> **Work instructions**
For the entries below, the expected answer is the line with "self.target.is_none()", the line with "a linked step.", and every line between them, exactly as written, and nothing more.

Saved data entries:
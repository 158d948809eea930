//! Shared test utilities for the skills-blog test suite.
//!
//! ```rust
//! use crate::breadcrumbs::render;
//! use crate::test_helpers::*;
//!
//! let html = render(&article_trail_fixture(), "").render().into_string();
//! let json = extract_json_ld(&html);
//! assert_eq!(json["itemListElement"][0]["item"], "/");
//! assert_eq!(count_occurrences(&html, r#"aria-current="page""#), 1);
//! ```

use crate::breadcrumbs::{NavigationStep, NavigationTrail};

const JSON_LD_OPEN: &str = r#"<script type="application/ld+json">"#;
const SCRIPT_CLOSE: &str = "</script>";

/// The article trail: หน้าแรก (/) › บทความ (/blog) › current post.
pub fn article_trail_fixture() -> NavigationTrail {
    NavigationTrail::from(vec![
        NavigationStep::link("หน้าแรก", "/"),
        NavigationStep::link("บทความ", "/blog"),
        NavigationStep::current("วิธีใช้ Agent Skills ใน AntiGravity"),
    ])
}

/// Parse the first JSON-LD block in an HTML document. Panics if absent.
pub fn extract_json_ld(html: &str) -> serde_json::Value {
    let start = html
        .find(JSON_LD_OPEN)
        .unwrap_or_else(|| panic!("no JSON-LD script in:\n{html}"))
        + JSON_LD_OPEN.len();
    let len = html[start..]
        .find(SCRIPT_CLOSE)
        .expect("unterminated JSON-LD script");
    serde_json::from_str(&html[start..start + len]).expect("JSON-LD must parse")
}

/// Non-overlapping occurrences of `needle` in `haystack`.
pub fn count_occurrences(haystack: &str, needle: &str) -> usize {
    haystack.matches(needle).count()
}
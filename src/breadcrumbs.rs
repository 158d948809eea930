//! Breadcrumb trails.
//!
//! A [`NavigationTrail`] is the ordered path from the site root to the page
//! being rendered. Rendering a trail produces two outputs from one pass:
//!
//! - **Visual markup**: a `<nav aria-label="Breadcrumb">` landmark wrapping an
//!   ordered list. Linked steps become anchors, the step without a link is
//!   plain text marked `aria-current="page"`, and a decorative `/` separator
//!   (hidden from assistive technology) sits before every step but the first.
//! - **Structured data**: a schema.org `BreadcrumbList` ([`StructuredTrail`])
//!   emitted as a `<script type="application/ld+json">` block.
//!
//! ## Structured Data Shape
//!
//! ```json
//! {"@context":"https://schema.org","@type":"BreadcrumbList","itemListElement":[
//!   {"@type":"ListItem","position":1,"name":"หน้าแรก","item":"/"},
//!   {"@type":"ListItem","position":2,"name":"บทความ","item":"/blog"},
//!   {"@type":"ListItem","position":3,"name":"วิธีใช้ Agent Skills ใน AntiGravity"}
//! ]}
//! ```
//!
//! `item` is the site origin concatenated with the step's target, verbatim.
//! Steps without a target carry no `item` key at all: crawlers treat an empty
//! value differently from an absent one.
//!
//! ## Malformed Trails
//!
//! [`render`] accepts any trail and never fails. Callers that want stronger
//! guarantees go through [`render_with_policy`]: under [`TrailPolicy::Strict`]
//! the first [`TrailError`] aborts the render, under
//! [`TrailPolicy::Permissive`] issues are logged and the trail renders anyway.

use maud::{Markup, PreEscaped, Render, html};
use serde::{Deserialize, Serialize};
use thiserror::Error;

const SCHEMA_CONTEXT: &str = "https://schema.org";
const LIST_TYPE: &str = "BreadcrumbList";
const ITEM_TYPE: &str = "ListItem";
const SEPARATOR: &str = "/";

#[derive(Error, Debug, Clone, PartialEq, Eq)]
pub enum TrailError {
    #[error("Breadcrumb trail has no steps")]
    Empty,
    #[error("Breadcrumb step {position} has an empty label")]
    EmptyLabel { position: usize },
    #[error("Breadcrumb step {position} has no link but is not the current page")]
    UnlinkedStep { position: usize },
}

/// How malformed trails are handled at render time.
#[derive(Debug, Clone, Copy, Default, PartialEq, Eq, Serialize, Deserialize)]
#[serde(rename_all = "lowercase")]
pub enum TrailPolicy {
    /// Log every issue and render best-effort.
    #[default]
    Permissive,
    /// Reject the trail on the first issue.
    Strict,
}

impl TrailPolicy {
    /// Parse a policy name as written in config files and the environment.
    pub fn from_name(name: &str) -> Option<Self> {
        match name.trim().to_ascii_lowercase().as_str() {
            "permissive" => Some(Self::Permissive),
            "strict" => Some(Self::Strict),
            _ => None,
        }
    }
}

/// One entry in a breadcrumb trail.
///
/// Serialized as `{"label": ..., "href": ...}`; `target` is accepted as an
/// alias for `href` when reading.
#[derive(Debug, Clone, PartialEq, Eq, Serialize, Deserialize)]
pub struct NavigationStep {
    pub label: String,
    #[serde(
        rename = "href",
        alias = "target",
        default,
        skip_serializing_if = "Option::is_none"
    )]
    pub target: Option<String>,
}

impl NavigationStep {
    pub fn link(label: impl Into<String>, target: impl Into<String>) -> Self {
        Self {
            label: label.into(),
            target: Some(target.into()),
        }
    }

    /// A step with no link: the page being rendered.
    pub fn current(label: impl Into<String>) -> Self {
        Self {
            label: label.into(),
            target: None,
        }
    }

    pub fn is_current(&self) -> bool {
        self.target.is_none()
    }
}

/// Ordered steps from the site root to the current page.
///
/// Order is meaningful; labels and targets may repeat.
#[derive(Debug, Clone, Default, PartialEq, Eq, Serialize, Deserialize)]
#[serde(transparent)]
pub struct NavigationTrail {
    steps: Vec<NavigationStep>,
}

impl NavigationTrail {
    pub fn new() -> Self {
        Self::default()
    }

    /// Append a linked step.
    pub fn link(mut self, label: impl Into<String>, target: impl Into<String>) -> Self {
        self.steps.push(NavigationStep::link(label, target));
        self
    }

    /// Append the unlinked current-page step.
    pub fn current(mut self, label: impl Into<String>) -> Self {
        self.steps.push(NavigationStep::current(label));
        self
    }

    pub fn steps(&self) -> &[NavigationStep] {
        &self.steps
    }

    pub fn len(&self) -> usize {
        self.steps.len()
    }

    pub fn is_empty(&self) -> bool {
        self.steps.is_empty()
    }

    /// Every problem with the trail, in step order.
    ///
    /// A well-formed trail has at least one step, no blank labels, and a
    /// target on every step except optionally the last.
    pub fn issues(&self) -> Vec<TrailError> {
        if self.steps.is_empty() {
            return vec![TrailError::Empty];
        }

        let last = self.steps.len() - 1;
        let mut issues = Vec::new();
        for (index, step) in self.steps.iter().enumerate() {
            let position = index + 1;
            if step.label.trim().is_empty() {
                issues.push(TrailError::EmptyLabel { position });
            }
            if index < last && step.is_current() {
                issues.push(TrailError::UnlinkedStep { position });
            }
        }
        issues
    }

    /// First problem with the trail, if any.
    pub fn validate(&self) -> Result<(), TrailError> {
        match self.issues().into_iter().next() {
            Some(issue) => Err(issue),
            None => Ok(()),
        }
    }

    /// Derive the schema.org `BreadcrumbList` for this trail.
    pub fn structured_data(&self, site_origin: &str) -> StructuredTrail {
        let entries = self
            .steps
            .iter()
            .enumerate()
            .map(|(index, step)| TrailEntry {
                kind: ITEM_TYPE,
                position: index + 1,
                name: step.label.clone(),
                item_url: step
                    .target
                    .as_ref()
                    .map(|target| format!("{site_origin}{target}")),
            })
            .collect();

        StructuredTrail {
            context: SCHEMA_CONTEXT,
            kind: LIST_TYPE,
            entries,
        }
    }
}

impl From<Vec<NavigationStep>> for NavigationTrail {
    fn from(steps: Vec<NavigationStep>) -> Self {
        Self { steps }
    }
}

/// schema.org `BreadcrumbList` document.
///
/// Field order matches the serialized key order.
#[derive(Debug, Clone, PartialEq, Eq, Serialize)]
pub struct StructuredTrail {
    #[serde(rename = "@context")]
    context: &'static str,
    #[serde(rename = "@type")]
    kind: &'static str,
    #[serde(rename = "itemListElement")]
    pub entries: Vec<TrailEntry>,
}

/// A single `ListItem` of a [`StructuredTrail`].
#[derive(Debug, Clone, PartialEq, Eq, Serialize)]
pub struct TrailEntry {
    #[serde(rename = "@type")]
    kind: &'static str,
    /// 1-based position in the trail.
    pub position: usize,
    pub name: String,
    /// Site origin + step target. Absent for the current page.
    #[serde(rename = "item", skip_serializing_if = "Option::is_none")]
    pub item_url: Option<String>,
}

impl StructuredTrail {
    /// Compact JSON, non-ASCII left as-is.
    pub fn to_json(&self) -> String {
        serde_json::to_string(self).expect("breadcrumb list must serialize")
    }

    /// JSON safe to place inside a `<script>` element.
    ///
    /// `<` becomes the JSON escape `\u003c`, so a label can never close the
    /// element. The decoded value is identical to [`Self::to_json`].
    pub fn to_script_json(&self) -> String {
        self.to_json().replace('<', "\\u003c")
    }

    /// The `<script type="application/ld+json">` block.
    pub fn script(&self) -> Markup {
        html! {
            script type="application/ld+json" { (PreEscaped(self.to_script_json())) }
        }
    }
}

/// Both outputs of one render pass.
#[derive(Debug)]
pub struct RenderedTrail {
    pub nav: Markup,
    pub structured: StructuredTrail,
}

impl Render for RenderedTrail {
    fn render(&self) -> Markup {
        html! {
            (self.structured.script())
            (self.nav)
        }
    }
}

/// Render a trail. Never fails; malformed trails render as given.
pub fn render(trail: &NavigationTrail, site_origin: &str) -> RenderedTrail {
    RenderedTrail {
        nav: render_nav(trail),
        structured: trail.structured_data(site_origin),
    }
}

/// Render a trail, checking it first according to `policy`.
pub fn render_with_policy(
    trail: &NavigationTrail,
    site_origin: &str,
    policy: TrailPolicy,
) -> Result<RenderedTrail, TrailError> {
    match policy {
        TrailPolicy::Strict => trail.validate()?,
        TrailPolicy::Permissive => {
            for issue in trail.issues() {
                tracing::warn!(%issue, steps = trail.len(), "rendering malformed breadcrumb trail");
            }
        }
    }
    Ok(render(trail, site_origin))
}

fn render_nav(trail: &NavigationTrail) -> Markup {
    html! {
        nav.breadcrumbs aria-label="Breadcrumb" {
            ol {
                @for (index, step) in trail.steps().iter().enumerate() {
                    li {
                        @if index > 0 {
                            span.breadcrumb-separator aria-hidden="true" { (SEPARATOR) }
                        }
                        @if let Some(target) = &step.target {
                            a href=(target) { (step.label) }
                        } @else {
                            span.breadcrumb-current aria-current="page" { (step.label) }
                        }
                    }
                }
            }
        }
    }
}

--

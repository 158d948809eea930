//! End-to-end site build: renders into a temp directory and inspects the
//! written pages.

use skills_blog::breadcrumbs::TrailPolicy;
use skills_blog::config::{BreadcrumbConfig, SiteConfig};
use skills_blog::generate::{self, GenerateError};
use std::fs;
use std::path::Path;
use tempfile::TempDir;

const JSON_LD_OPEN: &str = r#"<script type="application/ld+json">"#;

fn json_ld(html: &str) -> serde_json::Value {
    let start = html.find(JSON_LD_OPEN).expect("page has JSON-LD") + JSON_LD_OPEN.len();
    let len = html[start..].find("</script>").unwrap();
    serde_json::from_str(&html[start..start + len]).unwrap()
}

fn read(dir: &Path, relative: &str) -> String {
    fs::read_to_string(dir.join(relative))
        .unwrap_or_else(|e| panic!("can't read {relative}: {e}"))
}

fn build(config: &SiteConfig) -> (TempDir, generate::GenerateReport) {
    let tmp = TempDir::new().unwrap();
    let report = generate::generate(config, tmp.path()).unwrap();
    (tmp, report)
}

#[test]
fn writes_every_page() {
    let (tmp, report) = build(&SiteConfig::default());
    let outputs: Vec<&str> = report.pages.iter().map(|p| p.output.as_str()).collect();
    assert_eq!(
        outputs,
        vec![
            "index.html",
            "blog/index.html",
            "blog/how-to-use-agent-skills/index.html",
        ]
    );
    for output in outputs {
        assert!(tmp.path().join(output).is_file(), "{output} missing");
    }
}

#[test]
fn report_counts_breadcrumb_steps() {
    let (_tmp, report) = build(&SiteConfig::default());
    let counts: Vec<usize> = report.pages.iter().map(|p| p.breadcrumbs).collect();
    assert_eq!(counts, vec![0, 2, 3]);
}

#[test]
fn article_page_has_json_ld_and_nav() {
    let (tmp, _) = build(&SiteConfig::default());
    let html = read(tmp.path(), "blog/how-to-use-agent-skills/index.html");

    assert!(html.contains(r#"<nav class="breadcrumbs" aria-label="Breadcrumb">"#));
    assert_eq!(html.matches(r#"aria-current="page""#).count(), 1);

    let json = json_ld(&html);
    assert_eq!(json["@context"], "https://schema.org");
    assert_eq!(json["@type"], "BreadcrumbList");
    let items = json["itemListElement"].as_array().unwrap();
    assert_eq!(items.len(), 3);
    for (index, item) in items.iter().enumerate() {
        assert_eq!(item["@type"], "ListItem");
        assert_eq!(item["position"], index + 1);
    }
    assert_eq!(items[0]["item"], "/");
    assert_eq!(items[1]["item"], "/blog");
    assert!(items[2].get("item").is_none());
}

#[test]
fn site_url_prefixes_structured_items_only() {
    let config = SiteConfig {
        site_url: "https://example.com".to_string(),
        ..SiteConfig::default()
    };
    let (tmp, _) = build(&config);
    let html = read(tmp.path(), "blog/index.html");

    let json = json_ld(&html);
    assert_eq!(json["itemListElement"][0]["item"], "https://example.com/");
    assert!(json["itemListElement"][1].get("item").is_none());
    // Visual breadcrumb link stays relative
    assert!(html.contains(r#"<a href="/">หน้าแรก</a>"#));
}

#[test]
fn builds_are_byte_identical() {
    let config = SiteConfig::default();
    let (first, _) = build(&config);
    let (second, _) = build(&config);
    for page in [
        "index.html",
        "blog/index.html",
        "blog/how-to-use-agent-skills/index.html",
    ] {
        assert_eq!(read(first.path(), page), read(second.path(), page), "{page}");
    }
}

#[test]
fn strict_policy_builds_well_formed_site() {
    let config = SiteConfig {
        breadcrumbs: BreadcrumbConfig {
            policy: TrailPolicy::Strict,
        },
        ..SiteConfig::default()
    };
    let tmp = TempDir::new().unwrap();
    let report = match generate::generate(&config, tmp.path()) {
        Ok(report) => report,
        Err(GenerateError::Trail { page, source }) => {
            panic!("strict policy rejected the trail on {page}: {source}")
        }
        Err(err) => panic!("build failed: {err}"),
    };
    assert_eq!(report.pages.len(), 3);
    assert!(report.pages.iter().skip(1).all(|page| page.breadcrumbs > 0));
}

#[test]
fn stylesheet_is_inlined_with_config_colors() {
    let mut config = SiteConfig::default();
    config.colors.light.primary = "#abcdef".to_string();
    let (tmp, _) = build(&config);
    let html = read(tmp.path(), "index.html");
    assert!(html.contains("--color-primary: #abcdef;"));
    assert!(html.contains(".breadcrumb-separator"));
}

> **The answer**
        self.target.is_none()
    }
}

/// Ordered steps from the site root to the current page.
///
/// Order is meaningful; labels and targets may repeat.
#[derive(Debug, Clone, Default, PartialEq, Eq, Serialize, Deserialize)]
#[serde(transparent)]
pub struct NavigationTrail {
    steps: Vec<NavigationStep>,
}

impl NavigationTrail {
    pub fn new() -> Self {
        Self::default()
    }

    /// Append a linked step.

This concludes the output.